Intermittent fasting changes the gut bacteria activity of mice and increases their ability to recover from nerve damage.
The new research is published in Nature and was conducted by Imperial College London researchers. They observed how fasting led to the gut bacteria increasing production of a metabolite known as 3-Indolepropionic acid (IPA), which is required for regenerating nerve fibres called axons – thread-like structures at the ends of nerve cells that send out electro-chemical signals to other cells in the body.
“When IPA cannot be produced by these bacteria and it was almost absent in the serum, regeneration was impaired." Professor Simone Di Giovanni Chair in Restorative Neuroscience
This novel mechanism was discovered in mice and is hoped to also hold true for any future human trials. The team state that the bacteria that produces IPA, Clostridium sporogenesis, is found naturally in the guts of humans as well as mice and IPA is present in human’s bloodstreams too.
“There is currently no treatment for people with nerve damage beyond surgical reconstruction, which is only effective in a small percentage of cases, prompting us to investigate whether changes in lifestyle could aid recovery,” said study author Professor Simone Di Giovanni from Imperial’s Department of Brain Sciences.
“Intermittent fasting has previously been linked by other studies to wound repair and the growth of new neurons – but our study is the first to explain exactly how fasting might help heal nerves.”
Fasting as a potential treatment
The study assessed nerve regeneration of mice where the sciatic nerve, the longest nerve running from the spine down the leg, was crushed. Half of the mice underwent intermittent fasting (by eating as much as they liked followed by not eating at all on alternate days), while the other half were free to eat with no restrictions at all. These diets continued for a period of 10 days or 30 days before their operation, and the mice’s recovery was monitored 24 to 72 hours after the nerve was severed.
The length of the regrown axons was measured and was about 50% greater in mice that had been fasting.
Professor Di Giovanni said, “I think the power of this is that opens up a whole new field where we have to wonder: is this the tip of an iceberg? Are there going to be other bacteria or bacteria metabolites that can promote repair?”
Investigation reveals metabolism link
The researchers also studied how fasting led to this nerve regeneration. They found that there were significantly higher levels of specific metabolites, including IPA, in the blood of diet-restricted mice.
To confirm whether IPA led to nerve repair, the mice were treated with antibiotics to clean their guts of any bacteria. They were then given genetically-modified strains of Clostridium sporogenesis that could or could not produce IPA.

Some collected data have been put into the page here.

//! Code-keyed extraction (balance sheets, coded cash flow statements)

use rust_decimal::Decimal;

use super::{Extraction, ItemKey, ItemSet, LineItem, RowWalk, StatementRules};
use crate::error::ConvertError;
use crate::reader::Resolved;
use crate::text::{looks_like_code, normalize};
use crate::warning::{Warning, WarningKind};

pub(crate) fn extract(
    walk: &mut RowWalk<'_>,
    rules: &StatementRules,
) -> Result<Extraction, ConvertError> {
    extract_coded(walk, rules)
}

/// Normalize a line code cell: numeric `10` and text `"10"` become `"010"`
pub fn normalize_code(value: Resolved<'_>) -> Option<String> {
    let code = match value {
        Resolved::Number(n) if n.fract() == 0.0 && n >= 0.0 => format!("{}", n as u64),
        Resolved::Text(t) => t.trim().trim_end_matches('.').to_string(),
        _ => return None,
    };
    if !looks_like_code(&code) {
        return None;
    }
    if code.chars().all(|c| c.is_ascii_digit()) && code.len() < 3 {
        return Some(format!("{:0>3}", code));
    }
    Some(code)
}

pub(crate) fn extract_coded(
    walk: &mut RowWalk<'_>,
    rules: &StatementRules,
) -> Result<Extraction, ConvertError> {
    let mut items = ItemSet::default();
    let Some(code_col) = walk.descriptor.code_col else {
        return Ok(items.finish());
    };
    let periods = walk.periods();

    for row in walk.row_indices(walk.descriptor.data_rows()) {
        walk.poll()?;
        items.scanned();

        if walk.is_helper_row(row) {
            tracing::trace!(row, "helper row dropped");
            items.dropped();
            continue;
        }

        let label = walk.label(row).unwrap_or_default();
        let code = walk
            .sheet
            .get_cell(row, code_col)
            .and_then(|c| normalize_code(c.value.resolve()));
        let values = walk.values(row, &mut items);

        let subheader = walk.is_bold(row) || rules.is_skipped(None, &normalize(label));
        match code {
            Some(code) if subheader => {
                tracing::trace!(row, %code, "subheader");
                items.subheader(ItemKey::Code(code), label, row, periods);
            }
            Some(code) => {
                tracing::trace!(row, %code, "leaf");
                items.leaf(LineItem {
                    key: ItemKey::Code(code),
                    label: label.to_string(),
                    period_values: values,
                    is_subheader: false,
                    row,
                });
            }
            None if label.is_empty() => {}
            None if !subheader && values.iter().flatten().any(|v| *v != Decimal::ZERO) => {
                items.warn(
                    Warning::new(
                        WarningKind::UnmappedCode,
                        format!("row {} '{}' has values but no line code", row + 1, label),
                    )
                    .at_row(row),
                );
                items.dropped();
            }
            None => {
                let key = ItemKey::Label {
                    section: String::new(),
                    tag: None,
                    label: label.to_string(),
                };
                items.subheader(key, label, row, periods);
            }
        }
    }
    Ok(items.finish())
}
//! Core types shared by every layer.

pub mod constants;
mod error;
mod priority;
pub mod qualifier;

pub use constants::*;
pub use error::*;
pub use priority::Priority;
pub use qualifier::{ChannelQualifier, ChannelType};
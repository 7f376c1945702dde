//! Rendezvous cookies.
//!
//! Wire layout (41 bytes):
//!
//! ```text
//! +------------------+--------+--------------------------+
//! | Session nonce    | Side   | MAC                      |
//! | 8 bytes          | 1 byte | 32 bytes (BLAKE2s-256)   |
//! +------------------+--------+--------------------------+
//! ```
//!
//! `MAC = BLAKE2s(server_secret; nonce || side || LE64(time_bucket))` with
//! `time_bucket = unix_secs / 300`. A cookie verifies in its own bucket and the
//! one after it.

use rand::{RngCore, rngs::OsRng};
use zeroize::{Zeroize, ZeroizeOnDrop};

use super::mac::{keyed_mac, verify_mac};
use crate::core::{
    COOKIE_NONCE_SIZE, COOKIE_RESOLUTION, CryptoError, MAC_SIZE, SERVER_SECRET_SIZE,
};

/// Side marker of a cookie that is shared by both peers.
pub const SIDE_SHARED: u8 = 0xFF;

/// Encoded cookie size.
pub const COOKIE_SIZE: usize = COOKIE_NONCE_SIZE + 1 + MAC_SIZE;

/// A rendezvous cookie minted by a mediator.
#[derive(Clone, PartialEq, Eq, Hash)]
pub struct Cookie {
    nonce: [u8; COOKIE_NONCE_SIZE],
    side: u8,
    mac: [u8; MAC_SIZE],
}

impl Cookie {
    /// Session nonce shared by both cookies of a pair.
    pub fn nonce(&self) -> &[u8; COOKIE_NONCE_SIZE] {
        &self.nonce
    }

    /// 0 or 1 for a cookie pair, [`SIDE_SHARED`] for a single cookie.
    pub fn side(&self) -> u8 {
        self.side
    }

    /// Serialize to the 41-byte wire form.
    pub fn to_bytes(&self) -> [u8; COOKIE_SIZE] {
        let mut buf = [0u8; COOKIE_SIZE];
        buf[..COOKIE_NONCE_SIZE].copy_from_slice(&self.nonce);
        buf[COOKIE_NONCE_SIZE] = self.side;
        buf[COOKIE_NONCE_SIZE + 1..].copy_from_slice(&self.mac);
        buf
    }

    /// Parse the wire form. Does not verify the MAC.
    pub fn from_bytes(bytes: &[u8]) -> Result<Self, CryptoError> {
        if bytes.len() != COOKIE_SIZE {
            return Err(CryptoError::InvalidLength {
                expected: COOKIE_SIZE,
                actual: bytes.len(),
            });
        }
        let mut nonce = [0u8; COOKIE_NONCE_SIZE];
        nonce.copy_from_slice(&bytes[..COOKIE_NONCE_SIZE]);
        let mut mac = [0u8; MAC_SIZE];
        mac.copy_from_slice(&bytes[COOKIE_NONCE_SIZE + 1..]);
        Ok(Self {
            nonce,
            side: bytes[COOKIE_NONCE_SIZE],
            mac,
        })
    }
}

impl std::fmt::Debug for Cookie {
    fn fmt(&self, f: &mut std::fmt::Formatter<'_>) -> std::fmt::Result {
        f.debug_struct("Cookie")
            .field("nonce", &self.nonce)
            .field("side", &self.side)
            .finish_non_exhaustive()
    }
}

/// Time bucket a unix timestamp falls in.
pub fn time_bucket(unix_secs: u64) -> u64 {
    unix_secs / COOKIE_RESOLUTION.as_secs()
}

/// Mints and verifies cookies with a per-mediator secret.
#[derive(Zeroize, ZeroizeOnDrop)]
pub struct CookieMint {
    secret: [u8; SERVER_SECRET_SIZE],
}

impl CookieMint {
    /// Create a mint with a fresh random secret.
    pub fn generate() -> Self {
        let mut secret = [0u8; SERVER_SECRET_SIZE];
        OsRng.fill_bytes(&mut secret);
        Self { secret }
    }

    /// Create a mint from existing secret bytes.
    pub fn from_secret(secret: [u8; SERVER_SECRET_SIZE]) -> Self {
        Self { secret }
    }

    /// Mint a single cookie, presented by both peers.
    pub fn mint(&self, unix_secs: u64) -> Result<Cookie, CryptoError> {
        self.mint_side(Self::fresh_nonce(), SIDE_SHARED, unix_secs)
    }

    /// Mint a cookie pair, one per peer, for the same session.
    pub fn mint_pair(&self, unix_secs: u64) -> Result<(Cookie, Cookie), CryptoError> {
        let nonce = Self::fresh_nonce();
        Ok((
            self.mint_side(nonce, 0, unix_secs)?,
            self.mint_side(nonce, 1, unix_secs)?,
        ))
    }

    /// Check a cookie's MAC against the current and previous time bucket.
    pub fn verify(&self, cookie: &Cookie, unix_secs: u64) -> bool {
        let bucket = time_bucket(unix_secs);
        [bucket, bucket.wrapping_sub(1)].iter().any(|b| {
            verify_mac(
                &self.secret,
                &[&cookie.nonce, &[cookie.side], &b.to_le_bytes()],
                &cookie.mac,
            )
        })
    }

    fn mint_side(
        &self,
        nonce: [u8; COOKIE_NONCE_SIZE],
        side: u8,
        unix_secs: u64,
    ) -> Result<Cookie, CryptoError> {
        let bucket = time_bucket(unix_secs).to_le_bytes();
        let mac = keyed_mac(&self.secret, &[&nonce, &[side], &bucket])?;
        Ok(Cookie { nonce, side, mac })
    }

    fn fresh_nonce() -> [u8; COOKIE_NONCE_SIZE] {
        let mut nonce = [0u8; COOKIE_NONCE_SIZE];
        OsRng.fill_bytes(&mut nonce);
        nonce
    }
}

impl std::fmt::Debug for CookieMint {
    fn fmt(&self, f: &mut std::fmt::Formatter<'_>) -> std::fmt::Result {
        f.write_str("CookieMint(..)")
    }
}
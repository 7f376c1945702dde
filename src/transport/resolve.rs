//! Host name resolution seam for `connect_host`.

use std::future::Future;
use std::io;
use std::net::SocketAddr;

/// Resolves a host name to socket addresses.
pub trait Resolve {
    /// Every address `host` resolves to, with `port` applied.
    fn resolve(&self, host: &str, port: u16)
    -> impl Future<Output = io::Result<Vec<SocketAddr>>> + Send;
}

/// Resolver backed by the operating system (`getaddrinfo` via tokio).
#[derive(Debug, Clone, Copy, Default)]
pub struct SystemResolver;

impl Resolve for SystemResolver {
    fn resolve(&self, host: &str, port: u16)
    -> impl Future<Output = io::Result<Vec<SocketAddr>>> + Send {
        let host = host.to_string();
        async move { Ok(tokio::net::lookup_host((host.as_str(), port)).await?.collect()) }
    }
}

“When IPA cannot be produced by these bacteria and it was almost absent in the serum, regeneration was impaired. This suggests that the IPA generated by these bacteria has an ability to heal and regenerate damaged nerves,” Professor Di Giovanni said.
Importantly, when IPA was administered to the mice orally after a sciatic nerve injury, regeneration and increased recovery was observed between two and three weeks after injury.
The next stage for this research will be to test this mechanism for spinal cord injuries in mice as well as testing whether administering IPA more frequently would maximise its efficacy.
“One of our goals now is to systematically investigate the role of bacteria metabolite therapy.” Professor Di Giovanni said.
More studies will need to investigate whether IPA increases after fasting in humans and the efficacy of IPA and intermittent fasting as a potential treatment in people.
He said: “One of the questions that we haven’t explored fully is that, since IPA lasts in blood for four to six hours in high concentration, would administering it repeatedly throughout the day or adding it to a normal diet help maximise its therapeutic effects?”